Stephen K. Fisher, Ph.D.

A major emphasis of this laboratory is that of the signaling mechanisms that underlie regulatory change in brain cell volume. The CNS is particularly vulnerable to reductions in plasma osmolarity, such as occur during hyponatremia, the most commonly encountered electrolyte disorder in clinical practice. Brain cell swelling is frequently encountered in hyponatremia, a clinical condition that affects, in particular, the young and the elderly. However, hyponatremia can also impact athletes and the military during times in which there is an over-zealous intake of water or, alternatively, during polydypsia, associated with schizophrenia.
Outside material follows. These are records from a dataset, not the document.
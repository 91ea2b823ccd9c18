//! Fan-out execution of plans against partition databases.
//!
//! Plans touching at least `parallel_threshold` partitions run one task per
//! partition on a shared rayon pool and the caller blocks until the group
//! finishes; smaller plans run sequentially on the caller. The first failure
//! aborts the plan and is returned unchanged. Partitions that already
//! committed are not compensated.

mod merge;


use crate::{
    db::plan::{AggregateMode, ExecutionPlan, PlanEntry},
    error::InternalError,
    obs::sink::FanOutSpan,
    sql::Statement,
    value::Value,
};
use rayon::{ThreadPool, ThreadPoolBuilder, prelude::*};
use shardline_config::ExecutorConfig;
use std::sync::Arc;
use tracing::debug;

///
/// Row
///
/// One result row; column names are shared by every row of a result set.
///

#[derive(Clone, Debug, PartialEq)]
pub struct Row {
    columns: Arc<[String]>,
    values: Vec<Value>,
}

impl Row {
    #[must_use]
    pub const fn new(columns: Arc<[String]>, values: Vec<Value>) -> Self {
        Self { columns, values }
    }

    #[must_use]
    pub fn columns(&self) -> &[String] {
        &self.columns
    }

    #[must_use]
    pub fn values(&self) -> &[Value] {
        &self.values
    }

    /// Value of a column, matched case-insensitively.
    #[must_use]
    pub fn get(&self, column: &str) -> Option<&Value> {
        self.columns
            .iter()
            .position(|c| c.eq_ignore_ascii_case(column))
            .and_then(|i| self.values.get(i))
    }
}

///
/// StatementExecutor
///
/// Runs one rewritten statement against one database. Implementations own
/// connections and transactions; errors come back to the caller unchanged.
///

pub trait StatementExecutor: Send + Sync {
    fn query(
        &self,
        database: &str,
        statement: &Statement,
        params: &[Value],
    ) -> Result<Vec<Row>, InternalError>;

    fn count(
        &self,
        database: &str,
        statement: &Statement,
        params: &[Value],
    ) -> Result<u64, InternalError>;

    fn update(
        &self,
        database: &str,
        statement: &Statement,
        params: &[Value],
    ) -> Result<u64, InternalError>;
}

///
/// PlanOutput
///

#[derive(Clone, Debug, PartialEq)]
pub enum PlanOutput {
    Rows(Vec<Row>),
    Count(u64),
    Affected(u64),
}

impl PlanOutput {
    pub fn into_rows(self) -> Result<Vec<Row>, InternalError> {
        match self {
            Self::Rows(rows) => Ok(rows),
            Self::Count(_) | Self::Affected(_) => Err(InternalError::executor_invariant(
                "plan did not produce rows",
            )),
        }
    }

    /// Count or affected-row total.
    pub fn into_total(self) -> Result<u64, InternalError> {
        match self {
            Self::Count(n) | Self::Affected(n) => Ok(n),
            Self::Rows(_) => Err(InternalError::executor_invariant(
                "plan produced rows, not a total",
            )),
        }
    }
}

// Per-partition result, before aggregation.
enum EntryOutput {
    Streams(Vec<Vec<Row>>),
    Total(u64),
}

///
/// FanOutExecutor
///

#[derive(Clone)]
pub struct FanOutExecutor {
    pool: Arc<ThreadPool>,
    parallel_threshold: usize,
}

impl FanOutExecutor {
    #[must_use]
    pub fn new(pool: Arc<ThreadPool>, parallel_threshold: usize) -> Self {
        Self {
            pool,
            parallel_threshold: parallel_threshold.max(1),
        }
    }

    /// Build an executor with its own worker pool.
    pub fn from_config(config: &ExecutorConfig) -> Result<Self, InternalError> {
        let mut builder = ThreadPoolBuilder::new().thread_name(|i| format!("shardline-fanout-{i}"));
        if let Some(threads) = config.worker_threads {
            builder = builder.num_threads(threads);
        }
        let pool = builder.build().map_err(|err| {
            InternalError::executor_internal(format!("failed to build worker pool: {err}"))
        })?;

        Ok(Self::new(Arc::new(pool), config.parallel_threshold))
    }

    #[must_use]
    pub const fn parallel_threshold(&self) -> usize {
        self.parallel_threshold
    }

    /// Execute every entry of `plan` and aggregate per its mode.
    pub fn execute(
        &self,
        plan: &ExecutionPlan,
        executor: &dyn StatementExecutor,
    ) -> Result<PlanOutput, InternalError> {
        let parallel = plan.partition_count() >= self.parallel_threshold;
        let mut span = FanOutSpan::new(&plan.table, plan.partition_count(), parallel);
        debug!(
            table = %plan.table,
            partitions = plan.partition_count(),
            statements = plan.statement_count(),
            parallel,
            "fan-out start"
        );

        let run = |entry: &PlanEntry| run_entry(entry, plan, executor);
        let outputs = if parallel {
            self.pool
                .install(|| plan.entries.par_iter().map(run).collect::<Result<Vec<_>, _>>())?
        } else {
            plan.entries.iter().map(run).collect::<Result<Vec<_>, _>>()?
        };

        let output = aggregate(plan, outputs);
        span.set_rows(match &output {
            PlanOutput::Rows(rows) => u64::try_from(rows.len()).unwrap_or(u64::MAX),
            PlanOutput::Count(n) | PlanOutput::Affected(n) => *n,
        });

        Ok(output)
    }
}

// One partition: its statements run in order on the same task.
fn run_entry(
    entry: &PlanEntry,
    plan: &ExecutionPlan,
    executor: &dyn StatementExecutor,
) -> Result<EntryOutput, InternalError> {
    let database = entry.target.database.as_str();

    match plan.mode {
        AggregateMode::UnionRows => entry
            .statements
            .iter()
            .map(|(_, statement)| executor.query(database, statement, &plan.params))
            .collect::<Result<Vec<_>, _>>()
            .map(EntryOutput::Streams),
        AggregateMode::Sum => {
            let mut total = 0u64;
            for (_, statement) in &entry.statements {
                total = total.saturating_add(executor.count(database, statement, &plan.params)?);
            }
            Ok(EntryOutput::Total(total))
        }
        AggregateMode::SumAffectedRows => {
            let mut total = 0u64;
            for (_, statement) in &entry.statements {
                total = total.saturating_add(executor.update(database, statement, &plan.params)?);
            }
            Ok(EntryOutput::Total(total))
        }
    }
}

fn aggregate(plan: &ExecutionPlan, outputs: Vec<EntryOutput>) -> PlanOutput {
    match plan.mode {
        AggregateMode::UnionRows => {
            let streams: Vec<Vec<Row>> = outputs
                .into_iter()
                .flat_map(|output| match output {
                    EntryOutput::Streams(streams) => streams,
                    EntryOutput::Total(_) => Vec::new(),
                })
                .collect();

            let rows = if plan.order.is_empty() {
                streams.into_iter().flatten().collect()
            } else {
                merge::merge_sorted(streams, &plan.order)
            };

            PlanOutput::Rows(match plan.window {
                Some(window) => merge::apply_window(rows, window),
                None => rows,
            })
        }
        AggregateMode::Sum | AggregateMode::SumAffectedRows => {
            let total = outputs
                .iter()
                .map(|output| match output {
                    EntryOutput::Total(n) => *n,
                    EntryOutput::Streams(_) => 0,
                })
                .fold(0u64, u64::saturating_add);

            if plan.mode == AggregateMode::Sum {
                PlanOutput::Count(total)
            } else {
                PlanOutput::Affected(total)
            }
        }
    }
}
In response to a lowered plasma osmolarity, neural cells initially swell but then are able to restore their volume through the release of osmolytes, both inorganic (K+, Cl-) and organic (taurine, myo-inositol and glutamate) and the exit of osmotically obligated water. Given the importance of the maintenance of cell volume within the CNS, mechanisms underlying the release of osmolytes assume major significance. Our studies indicate that activation of several G-protein–coupled receptors (GPCRs) can dramatically enhance the ability of cells to release osmolytes even under minimal changes in osmolarity (5%)- conditions that are likely to pertain to the in vivo situation. Identification of the signaling pathways involved in the receptor-mediated facilitation of osmolyte release is a major goal and in this context, the availability of calcium and protein kinase C activity appear to be pre-requisites for the optimal release of osmolytes. Furthermore, we have recently demonstrated that the activation of GPCRs may also regulate the re-uptake of osmolytes into neural cells. Approximately 300 GPCRs have been identified in the CNS. The observation that a diverse array of GPCRs can facilitate volume-dependent osmolyte release points to a significant role for this group of receptors in the brain, a tissue particularly vulnerable to osmotic disturbances.